─── RECORDS FOR THE TASK
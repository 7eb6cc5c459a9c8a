//! FACSForge ゲーティング CLI
//!
//! # 使用例
//!
//! ```bash
//! # 列名から設定の雛形を作る（全チャネル ignore: true）
//! facsforge generate-config sample01.csv experiment.yaml
//!
//! # 1サンプルを解析
//! facsforge analyze sample01.csv --config experiment.yaml -o analysis_out
//!
//! # 複数サンプル（サンプルごとの出力 + merged/）
//! facsforge analyze sample01.csv sample02.csv --config experiment.yaml
//! ```

use std::path::PathBuf;

use anyhow::Result;
use clap::{Parser, Subcommand};
use facsforge_cli::commands;

#[derive(Parser)]
#[command(
    name = "facsforge",
    version,
    about = "Hierarchical gating for flow-cytometry event tables\n\nevents CSV + experiment YAML → gated populations"
)]
struct Cli {
    #[command(subcommand)]
    cmd: Cmd,
}

#[derive(Subcommand)]
enum Cmd {
    /// イベント CSV をゲーティングして集団ごとに書き出す
    Analyze {
        /// イベント CSV（複数可）
        #[arg(required = true)]
        events: Vec<PathBuf>,
        /// 実験設定 YAML
        #[arg(long)]
        config: PathBuf,
        /// 出力ディレクトリ
        #[arg(short, long, default_value = "analysis_out")]
        outdir: PathBuf,
    },
    /// イベント CSV の列名から設定ファイルの雛形を作る
    GenerateConfig {
        /// 列名を読むイベント CSV
        events: PathBuf,
        /// 出力 YAML パス
        output: PathBuf,
    },
}

fn main() -> Result<()> {
    env_logger::Builder::from_env(env_logger::Env::default().default_filter_or("info")).init();
    let cli = Cli::parse();
    match cli.cmd {
        Cmd::Analyze {
            events,
            config,
            outdir,
        } => commands::analyze(&events, &config, &outdir),
        Cmd::GenerateConfig { events, output } => commands::generate_config(&events, &output),
    }
}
──────
=== TASK OBJECTIVE ===
Repeat the full set of records exactly.

=== TASK ANSWER ===
repository 7eb6cc5c459a9c8a
//! FACSForge ゲーティング CLI
//!
//! # 使用例
//!
//! ```bash
//! # 列名から設定の雛形を作る（全チャネル ignore: true）
//! facsforge generate-config sample01.csv experiment.yaml
//!
//! # 1サンプルを解析
//! facsforge analyze sample01.csv --config experiment.yaml -o analysis_out
//!
//! # 複数サンプル（サンプルごとの出力 + merged/）
//! facsforge analyze sample01.csv sample02.csv --config experiment.yaml
//! ```

use std::path::PathBuf;

use anyhow::Result;
use clap::{Parser, Subcommand};
use facsforge_cli::commands;

#[derive(Parser)]
#[command(
    name = "facsforge",
    version,
    about = "Hierarchical gating for flow-cytometry event tables\n\nevents CSV + experiment YAML → gated populations"
)]
struct Cli {
    #[command(subcommand)]
    cmd: Cmd,
}

#[derive(Subcommand)]
enum Cmd {
    /// イベント CSV をゲーティングして集団ごとに書き出す
    Analyze {
        /// イベント CSV（複数可）
        #[arg(required = true)]
        events: Vec<PathBuf>,
        /// 実験設定 YAML
        #[arg(long)]
        config: PathBuf,
        /// 出力ディレクトリ
        #[arg(short, long, default_value = "analysis_out")]
        outdir: PathBuf,
    },
    /// イベント CSV の列名から設定ファイルの雛形を作る
    GenerateConfig {
        /// 列名を読むイベント CSV
        events: PathBuf,
        /// 出力 YAML パス
        output: PathBuf,
    },
}

fn main() -> Result<()> {
    env_logger::Builder::from_env(env_logger::Env::default().default_filter_or("info")).init();
    let cli = Cli::parse();
    match cli.cmd {
        Cmd::Analyze {
            events,
            config,
            outdir,
        } => commands::analyze(&events, &config, &outdir),
        Cmd::GenerateConfig { events, output } => commands::generate_config(&events, &output),
    }
}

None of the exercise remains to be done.